Instructions to follow:
Repeat the entries in full. Each line must match exactly.

Supplied records:
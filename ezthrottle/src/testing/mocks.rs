//! Scripted transport for exercising workflows without a network.

use async_trait::async_trait;
use parking_lot::Mutex;
use std::collections::HashMap;
use std::time::Duration;

use crate::engine::{JobRequest, JobSubmission, LocalResponse, SubmitError, Transport, TransportError};
use crate::errors::RemoteRejection;
use crate::step::Target;

#[derive(Debug, Clone)]
enum Scripted {
    Response(LocalResponse),
    Error(TransportError),
}

/// A transport that answers from a per-URL script and records every call.
///
/// Unscripted URLs answer `200 "ok"` locally. Job submissions are accepted
/// with sequential ids (`job-1`, `job-2`, ...) unless a rejection is
/// scripted for the job's target URL.
#[derive(Debug, Default)]
pub struct MockTransport {
    local: Mutex<HashMap<String, Scripted>>,
    delays: Mutex<HashMap<String, Duration>>,
    rejections: Mutex<HashMap<String, SubmitError>>,
    local_calls: Mutex<Vec<Target>>,
    submissions: Mutex<Vec<JobRequest>>,
}

impl MockTransport {
    /// Creates a transport with no script.
    #[must_use]
    pub fn new() -> Self {
        Self::default()
    }

    /// Scripts the local response for a URL.
    #[must_use]
    pub fn respond(self, url: impl Into<String>, status: u16, body: impl Into<String>) -> Self {
        self.local
            .lock()
            .insert(url.into(), Scripted::Response(LocalResponse::new(status, body)));
        self
    }

    /// Scripts a transport failure for local calls to a URL.
    #[must_use]
    pub fn fail(self, url: impl Into<String>, error: TransportError) -> Self {
        self.local.lock().insert(url.into(), Scripted::Error(error));
        self
    }

    /// Delays local calls to a URL.
    #[must_use]
    pub fn delay(self, url: impl Into<String>, delay: Duration) -> Self {
        self.delays.lock().insert(url.into(), delay);
        self
    }

    /// Rejects job submissions whose target is the URL.
    #[must_use]
    pub fn reject_jobs(self, url: impl Into<String>, rejection: RemoteRejection) -> Self {
        self.rejections
            .lock()
            .insert(url.into(), SubmitError::Rejected(rejection));
        self
    }

    /// Fails job submissions whose target is the URL at the transport level.
    #[must_use]
    pub fn lose_jobs(self, url: impl Into<String>, error: TransportError) -> Self {
        self.rejections
            .lock()
            .insert(url.into(), SubmitError::Transport(error));
        self
    }

    /// Returns the local calls made, in order.
    #[must_use]
    pub fn local_calls(&self) -> Vec<Target> {
        self.local_calls.lock().clone()
    }

    /// Returns the number of local calls made to a URL.
    #[must_use]
    pub fn local_calls_to(&self, url: &str) -> usize {
        self.local_calls.lock().iter().filter(|t| t.url == url).count()
    }

    /// Returns the job submissions made, in order.
    #[must_use]
    pub fn submissions(&self) -> Vec<JobRequest> {
        self.submissions.lock().clone()
    }

    /// Returns the number of submissions targeting a URL.
    #[must_use]
    pub fn submissions_for(&self, url: &str) -> usize {
        self.submissions.lock().iter().filter(|j| j.url == url).count()
    }

    /// Clears recorded calls, keeping the script.
    pub fn reset(&self) {
        self.local_calls.lock().clear();
        self.submissions.lock().clear();
    }
}

#[async_trait]
impl Transport for MockTransport {
    async fn send(
        &self,
        target: &Target,
        _timeout: Duration,
    ) -> Result<LocalResponse, TransportError> {
        self.local_calls.lock().push(target.clone());

        let delay = self.delays.lock().get(&target.url).copied();
        if let Some(delay) = delay {
            tokio::time::sleep(delay).await;
        }

        let scripted = self.local.lock().get(&target.url).cloned();
        match scripted {
            Some(Scripted::Response(response)) => Ok(response),
            Some(Scripted::Error(error)) => Err(error),
            None => Ok(LocalResponse::new(200, "ok")),
        }
    }

    async fn submit_job(&self, job: &JobRequest) -> Result<JobSubmission, SubmitError> {
        let count = {
            let mut submissions = self.submissions.lock();
            submissions.push(job.clone());
            submissions.len()
        };

        if let Some(error) = self.rejections.lock().get(&job.url).cloned() {
            return Err(error);
        }

        Ok(JobSubmission {
            job_id: format!("job-{count}"),
            status: "queued".to_string(),
            idempotent_key: Some(job.idempotent_key.clone()),
        })
    }
}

Your solution:
filename ezthrottle/src/testing/mocks.rs
//! Scripted transport for exercising workflows without a network.

use async_trait::async_trait;
use parking_lot::Mutex;
use std::collections::HashMap;
use std::time::Duration;

use crate::engine::{JobRequest, JobSubmission, LocalResponse, SubmitError, Transport, TransportError};
use crate::errors::RemoteRejection;
use crate::step::Target;

#[derive(Debug, Clone)]
enum Scripted {
    Response(LocalResponse),
    Error(TransportError),
}

/// A transport that answers from a per-URL script and records every call.
///
/// Unscripted URLs answer `200 "ok"` locally. Job submissions are accepted
/// with sequential ids (`job-1`, `job-2`, ...) unless a rejection is
/// scripted for the job's target URL.
#[derive(Debug, Default)]
pub struct MockTransport {
    local: Mutex<HashMap<String, Scripted>>,
    delays: Mutex<HashMap<String, Duration>>,
    rejections: Mutex<HashMap<String, SubmitError>>,
    local_calls: Mutex<Vec<Target>>,
    submissions: Mutex<Vec<JobRequest>>,
}

impl MockTransport {
    /// Creates a transport with no script.
    #[must_use]
    pub fn new() -> Self {
        Self::default()
    }

    /// Scripts the local response for a URL.
    #[must_use]
    pub fn respond(self, url: impl Into<String>, status: u16, body: impl Into<String>) -> Self {
        self.local
            .lock()
            .insert(url.into(), Scripted::Response(LocalResponse::new(status, body)));
        self
    }

    /// Scripts a transport failure for local calls to a URL.
    #[must_use]
    pub fn fail(self, url: impl Into<String>, error: TransportError) -> Self {
        self.local.lock().insert(url.into(), Scripted::Error(error));
        self
    }

    /// Delays local calls to a URL.
    #[must_use]
    pub fn delay(self, url: impl Into<String>, delay: Duration) -> Self {
        self.delays.lock().insert(url.into(), delay);
        self
    }

    /// Rejects job submissions whose target is the URL.
    #[must_use]
    pub fn reject_jobs(self, url: impl Into<String>, rejection: RemoteRejection) -> Self {
        self.rejections
            .lock()
            .insert(url.into(), SubmitError::Rejected(rejection));
        self
    }

    /// Fails job submissions whose target is the URL at the transport level.
    #[must_use]
    pub fn lose_jobs(self, url: impl Into<String>, error: TransportError) -> Self {
        self.rejections
            .lock()
            .insert(url.into(), SubmitError::Transport(error));
        self
    }

    /// Returns the local calls made, in order.
    #[must_use]
    pub fn local_calls(&self) -> Vec<Target> {
        self.local_calls.lock().clone()
    }

    /// Returns the number of local calls made to a URL.
    #[must_use]
    pub fn local_calls_to(&self, url: &str) -> usize {
        self.local_calls.lock().iter().filter(|t| t.url == url).count()
    }

    /// Returns the job submissions made, in order.
    #[must_use]
    pub fn submissions(&self) -> Vec<JobRequest> {
        self.submissions.lock().clone()
    }

    /// Returns the number of submissions targeting a URL.
    #[must_use]
    pub fn submissions_for(&self, url: &str) -> usize {
        self.submissions.lock().iter().filter(|j| j.url == url).count()
    }

    /// Clears recorded calls, keeping the script.
    pub fn reset(&self) {
        self.local_calls.lock().clear();
        self.submissions.lock().clear();
    }
}

#[async_trait]
impl Transport for MockTransport {
    async fn send(
        &self,
        target: &Target,
        _timeout: Duration,
    ) -> Result<LocalResponse, TransportError> {
        self.local_calls.lock().push(target.clone());

        let delay = self.delays.lock().get(&target.url).copied();
        if let Some(delay) = delay {
            tokio::time::sleep(delay).await;
        }

        let scripted = self.local.lock().get(&target.url).cloned();
        match scripted {
            Some(Scripted::Response(response)) => Ok(response),
            Some(Scripted::Error(error)) => Err(error),
            None => Ok(LocalResponse::new(200, "ok")),
        }
    }

    async fn submit_job(&self, job: &JobRequest) -> Result<JobSubmission, SubmitError> {
        let count = {
            let mut submissions = self.submissions.lock();
            submissions.push(job.clone());
            submissions.len()
        };

        if let Some(error) = self.rejections.lock().get(&job.url).cloned() {
            return Err(error);
        }

        Ok(JobSubmission {
            job_id: format!("job-{count}"),
            status: "queued".to_string(),
            idempotent_key: Some(job.idempotent_key.clone()),
        })
    }
}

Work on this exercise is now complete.